The Duchess of Cambridge has learned about life for University of Derby students living under coronavirus restrictions – and watched a women’s football team.
During her visit Kate quizzed students about not being able to attend lectures, how they have felt during the pandemic and was told they had “kept busy” during lockdown.
A surge in coronavirus cases in recent weeks has led to thousands of students having to self-isolate in their halls at universities across the country, with some hanging signs out their windows saying they did not have food.
The duchess watched the female footballers as they trained, and in a socially distanced circle chatted to students who told her about the importance of sport for their mental wellbeing.
Kate added: “Particularly when it’s outdoors as it hasn’t got any restrictions to it.”
The National Union of Students (NUS) has warned that undergraduates being “trapped in halls” could exacerbate mental health issues for the thousands who have begun their degree studies.
More than 50 universities in the UK have confirmed cases of coronavirus as students return to campus, with students self-isolating at Manchester Metropolitan and Glasgow University.
Continuing her discussions with the students on the sports field, the duchess asked: “Is it really weird not being in lectures?”
One student said they were enjoying the change, but added it was “difficult not learning face to face”.
“You’re doing very well,” Kate replied.
She went on to tell the students she “loved” how mental health work had been “integrated” into university life in Derby.
The duchess’s visit on Tuesday came as Universities UK, which represents 139 institutions including the University of Derby, published a new checklist to help universities support student wellbeing during the autumn term.
Universities should ensure that students have access to basic necessities during self-isolation, including food, laundry services, cleaning materials, bin bags, tissues and toilet rolls, the guide says.
Prime Minister Boris Johnson has pledged to get university students back to their families for Christmas despite warnings that rates of infection in young adults are climbing steeply.
The duchess’s visit to the university’s main Kedleston Road site tied in with World Mental Health Day on Saturday.
When she first arrived wearing a mask, she was briefed by Student Minds, the UK’s student mental health charity, on the national picture and held a discussion in a socially distanced circle.
Kate asked representatives of Student Minds if there had been an “increase in awareness” among students of mental health help – and asked if it had been “integrated” into their education.
She then donned her face mask again as she walked through the main lobby to speak to students about how they have felt during the pandemic.

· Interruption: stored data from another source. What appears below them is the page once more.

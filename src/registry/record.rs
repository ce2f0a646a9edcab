//! Per-marker bookkeeping: pose state machine and frozen chain poses.

use crate::geometry::Rigid3;

use super::types::{MarkerId, SlotId};

/// The parent frame a resolved marker is chained to.
#[derive(Debug, Clone, Copy, PartialEq, Eq)]
pub enum Parent {
    /// Defined directly against the world frame (the origin marker).
    World,
    /// Chained onto the marker held in the given slot.
    Slot(SlotId),
}

/// Resolution state of a slot.
///
/// A slot is created `Pending` and moves to `Resolved` exactly once; the
/// parent edge and both frozen poses live inside the `Resolved` variant so
/// they cannot exist, or change, outside it.
#[derive(Debug, Clone)]
enum Resolution {
    Pending,
    Resolved {
        parent: Parent,
        /// Pose of this marker in the parent's frame, fixed at resolution.
        relative: Rigid3,
        /// Pose of this marker in the world frame, fixed at resolution.
        global: Rigid3,
    },
}

/// One registry slot: a distinct qualifying marker and everything known
/// about it.
#[derive(Debug, Clone)]
pub struct MarkerRecord {
    /// Decoded tag ID.
    pub id: MarkerId,

    /// True iff the marker was detected in the current frame.
    /// Cleared by `MarkerRegistry::begin_frame`.
    pub active: bool,

    /// Camera pose in this marker's frame (T_marker_camera) once the slot
    /// is resolved. While the slot is pending it transiently holds the raw
    /// detector pose (T_camera_marker), which is the resolution input.
    pub camera_pose: Rigid3,

    resolution: Resolution,
}

impl MarkerRecord {
    /// New unresolved record for a first-sighted marker.
    pub(crate) fn new(id: MarkerId) -> Self {
        Self {
            id,
            active: false,
            camera_pose: Rigid3::identity(),
            resolution: Resolution::Pending,
        }
    }

    pub fn is_resolved(&self) -> bool {
        matches!(self.resolution, Resolution::Resolved { .. })
    }

    /// Parent frame, if resolved.
    pub fn parent(&self) -> Option<Parent> {
        match self.resolution {
            Resolution::Pending => None,
            Resolution::Resolved { parent, .. } => Some(parent),
        }
    }

    /// Frozen pose relative to the parent frame, if resolved.
    pub fn relative_pose(&self) -> Option<&Rigid3> {
        match &self.resolution {
            Resolution::Pending => None,
            Resolution::Resolved { relative, .. } => Some(relative),
        }
    }

    /// Frozen pose in the world frame, if resolved.
    pub fn global_pose(&self) -> Option<&Rigid3> {
        match &self.resolution {
            Resolution::Pending => None,
            Resolution::Resolved { global, .. } => Some(global),
        }
    }

    /// Fix the parent edge and both chain poses. Must be called at most
    /// once per slot; the poses never change afterwards.
    pub(crate) fn resolve(&mut self, parent: Parent, relative: Rigid3, global: Rigid3) {
        debug_assert!(!self.is_resolved(), "slot resolved twice");
        self.resolution = Resolution::Resolved {
            parent,
            relative,
            global,
        };
    }
}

Husna Hanif and Laura Oliver, both 18, told the duchess they had “kept busy” during lockdown – adding that it was “hard not seeing friends”.

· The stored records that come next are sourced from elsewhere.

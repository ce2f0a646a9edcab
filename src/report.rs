//! Per-frame output record for the external publisher.
//!
//! Field names on the wire match the published message of the deployed
//! system, so downstream consumers keep working unchanged.

use anyhow::Result;
use nalgebra::{Quaternion, UnitQuaternion, Vector3};
use serde::{Deserialize, Serialize};

use crate::geometry::Rigid3;
use crate::localizer::CameraFix;
use crate::registry::MarkerRegistry;

/// Wire representation of a 3D point.
#[derive(Debug, Clone, Copy, Serialize, Deserialize)]
pub struct Point3Msg {
    pub x: f64,
    pub y: f64,
    pub z: f64,
}

/// Wire representation of an orientation quaternion (x, y, z, w).
#[derive(Debug, Clone, Copy, Serialize, Deserialize)]
pub struct QuaternionMsg {
    pub x: f64,
    pub y: f64,
    pub z: f64,
    pub w: f64,
}

/// Wire representation of a pose.
#[derive(Debug, Clone, Copy, Serialize, Deserialize)]
pub struct PoseMsg {
    pub position: Point3Msg,
    pub orientation: QuaternionMsg,
}

impl From<&Rigid3> for PoseMsg {
    fn from(pose: &Rigid3) -> Self {
        Self {
            position: Point3Msg {
                x: pose.translation.x,
                y: pose.translation.y,
                z: pose.translation.z,
            },
            orientation: QuaternionMsg {
                x: pose.rotation.i,
                y: pose.rotation.j,
                z: pose.rotation.k,
                w: pose.rotation.w,
            },
        }
    }
}

impl From<&PoseMsg> for Rigid3 {
    fn from(msg: &PoseMsg) -> Self {
        Rigid3::new(
            UnitQuaternion::from_quaternion(Quaternion::new(
                msg.orientation.w,
                msg.orientation.x,
                msg.orientation.y,
                msg.orientation.z,
            )),
            Vector3::new(msg.position.x, msg.position.y, msg.position.z),
        )
    }
}

/// Everything the system reports about one processed frame.
#[derive(Debug, Clone, Serialize)]
pub struct FrameReport {
    /// Frame timestamp in nanoseconds.
    pub timestamp: u64,
    #[serde(rename = "frameID")]
    pub frame_id: String,
    #[serde(rename = "numberOfMarkers")]
    pub number_of_markers: usize,
    /// True iff at least one resolved marker was visible, i.e. the device
    /// pose could be derived.
    pub visibility: bool,
    /// Device pose in the world frame; absent when not visible.
    #[serde(rename = "globalPose", skip_serializing_if = "Option::is_none")]
    pub global_pose: Option<PoseMsg>,
    /// IDs of visible resolved markers, in slot order.
    #[serde(rename = "markersID")]
    pub markers_id: Vec<u32>,
    /// World pose of each listed marker.
    #[serde(rename = "markersPose")]
    pub markers_pose: Vec<PoseMsg>,
    /// Camera pose in each listed marker's frame.
    #[serde(rename = "cameraPose")]
    pub camera_pose: Vec<PoseMsg>,
}

/// Assemble the report for the frame just processed.
pub fn assemble(timestamp: u64, registry: &MarkerRegistry, fix: Option<&CameraFix>) -> FrameReport {
    let mut report = FrameReport {
        timestamp,
        frame_id: "world".to_string(),
        number_of_markers: 0,
        visibility: fix.is_some(),
        global_pose: fix.map(|f| PoseMsg::from(&f.pose)),
        markers_id: Vec::new(),
        markers_pose: Vec::new(),
        camera_pose: Vec::new(),
    };

    if fix.is_none() {
        return report;
    }

    for (_, record) in registry.active() {
        let Some(global) = record.global_pose() else {
            continue;
        };
        report.markers_id.push(record.id.0);
        report.markers_pose.push(PoseMsg::from(global));
        report.camera_pose.push(PoseMsg::from(&record.camera_pose));
    }
    report.number_of_markers = report.markers_id.len();

    report
}

/// Destination for assembled reports. Delivery (transport, visualization,
/// persistence) is the implementor's concern.
pub trait ReportSink {
    fn publish(&mut self, report: &FrameReport) -> Result<()>;
}

#[cfg(test)]
mod tests {
    use super::*;
    use approx::assert_relative_eq;
    use nalgebra::UnitQuaternion;

    use crate::registry::{MarkerId, Parent, SlotId};

    #[test]
    fn test_pose_msg_roundtrip() {
        let pose = Rigid3::new(
            UnitQuaternion::from_euler_angles(0.1, 0.2, 0.3),
            Vector3::new(1.0, 2.0, 3.0),
        );

        let msg = PoseMsg::from(&pose);
        let back = Rigid3::from(&msg);

        assert_relative_eq!(back.translation, pose.translation, epsilon = 1e-12);
        assert_relative_eq!(back.rotation.angle_to(&pose.rotation), 0.0, epsilon = 1e-12);
    }

    #[test]
    fn test_not_visible_report_is_empty() {
        let registry = MarkerRegistry::with_capacity(4);
        let report = assemble(42, &registry, None);

        assert_eq!(report.timestamp, 42);
        assert_eq!(report.frame_id, "world");
        assert!(!report.visibility);
        assert_eq!(report.number_of_markers, 0);
        assert!(report.global_pose.is_none());
        assert!(report.markers_id.is_empty());
        assert!(report.markers_pose.is_empty());
        assert!(report.camera_pose.is_empty());
    }

    #[test]
    fn test_visible_report_lists_active_resolved_markers() {
        let mut registry = MarkerRegistry::with_capacity(4);

        let origin = registry.allocate(MarkerId::new(10)).unwrap();
        {
            let record = registry.get_mut(origin).unwrap();
            record.resolve(Parent::World, Rigid3::identity(), Rigid3::identity());
            record.active = true;
            record.camera_pose = Rigid3::new(
                UnitQuaternion::identity(),
                Vector3::new(0.0, 0.0, -1.0),
            );
        }

        // A visible but pending marker must not appear in the lists.
        let pending = registry.allocate(MarkerId::new(20)).unwrap();
        registry.get_mut(pending).unwrap().active = true;

        let fix = CameraFix {
            anchor: SlotId::new(0),
            pose: Rigid3::new(UnitQuaternion::identity(), Vector3::new(0.0, 0.0, -1.0)),
        };
        let report = assemble(7, &registry, Some(&fix));

        assert!(report.visibility);
        assert_eq!(report.number_of_markers, 1);
        assert_eq!(report.markers_id, vec![10]);
        assert_relative_eq!(report.camera_pose[0].position.z, -1.0, epsilon = 1e-12);
        assert_relative_eq!(
            report.global_pose.unwrap().position.z,
            -1.0,
            epsilon = 1e-12
        );
    }

    #[test]
    fn test_report_serializes_with_wire_field_names() {
        let registry = MarkerRegistry::with_capacity(1);
        let report = assemble(0, &registry, None);
        let json = serde_json::to_string(&report).unwrap();

        assert!(json.contains("\"frameID\""));
        assert!(json.contains("\"numberOfMarkers\""));
        assert!(json.contains("\"markersID\""));
        assert!(json.contains("\"markersPose\""));
        assert!(json.contains("\"cameraPose\""));
        assert!(!json.contains("globalPose"));
    }
}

She asked the pair if there was enough support at the university – to which Ms Oliver replied: “There’s so much support.”

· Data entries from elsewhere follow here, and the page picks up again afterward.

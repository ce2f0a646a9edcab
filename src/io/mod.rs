//! File formats consumed and produced by the binary: calibration files,
//! detection logs, report streams.

pub mod calibration;
pub mod stream;

pub use calibration::{load_calibration, CameraCalibration};
pub use stream::{read_detection_log, JsonLinesSink};
//! Rigid body transform in 3D: a rotation + translation pair.
//!
//! We use the notation `T_target_source`: a transform maps points expressed
//! in the `source` frame into the `target` frame,
//!
//! ```text
//! p_target = T_target_source * p_source
//! ```
//!
//! Composition follows the same convention: `T_a_c = T_a_b ∘ T_b_c`.

use nalgebra::{UnitQuaternion, Vector3};

/// A rigid 3D transform (member of SE(3)): unit-quaternion rotation plus
/// translation.
#[derive(Debug, Clone, Copy, PartialEq)]
pub struct Rigid3 {
    pub rotation: UnitQuaternion<f64>,
    pub translation: Vector3<f64>,
}

impl Rigid3 {
    /// The identity transform (no rotation, no translation).
    pub fn identity() -> Self {
        Self {
            rotation: UnitQuaternion::identity(),
            translation: Vector3::zeros(),
        }
    }

    pub fn new(rotation: UnitQuaternion<f64>, translation: Vector3<f64>) -> Self {
        Self {
            rotation,
            translation,
        }
    }

    /// Compose with another transform: `self ∘ other`.
    ///
    /// If `self` is `T_a_b` and `other` is `T_b_c`, the result is `T_a_c`.
    pub fn compose(&self, other: &Rigid3) -> Rigid3 {
        Rigid3 {
            rotation: self.rotation * other.rotation,
            translation: self.rotation * other.translation + self.translation,
        }
    }

    /// The inverse transform: if `self` is `T_a_b`, returns `T_b_a`.
    pub fn inverse(&self) -> Rigid3 {
        let rotation = self.rotation.inverse();
        Rigid3 {
            rotation,
            translation: -(rotation * self.translation),
        }
    }

    /// Apply the transform to a point.
    pub fn transform_point(&self, p: &Vector3<f64>) -> Vector3<f64> {
        self.rotation * p + self.translation
    }

    /// Euclidean norm of the translation component.
    pub fn translation_norm(&self) -> f64 {
        self.translation.norm()
    }
}

impl Default for Rigid3 {
    fn default() -> Self {
        Self::identity()
    }
}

“That’s great to hear,” Kate said.
The duchess also heard about Student Minds’ Student Space initiative, a new resource created to support students during the pandemic, which offers information and direct help by phone and text.
The 24/7 text service using trained volunteers is delivered in partnership with Shout, an initiative from the Royal Foundation’s Heads Together mental health campaign.
Kate was told that nursing students have been buddied up with fellow students in the year above to provide them with peer support during challenging clinical placements, and that the university has trained its sports societies to enable students to support their teammates’ mental health.
The duchess received a gift bag from the university on her departure and was thanked for “making mental health a priority”.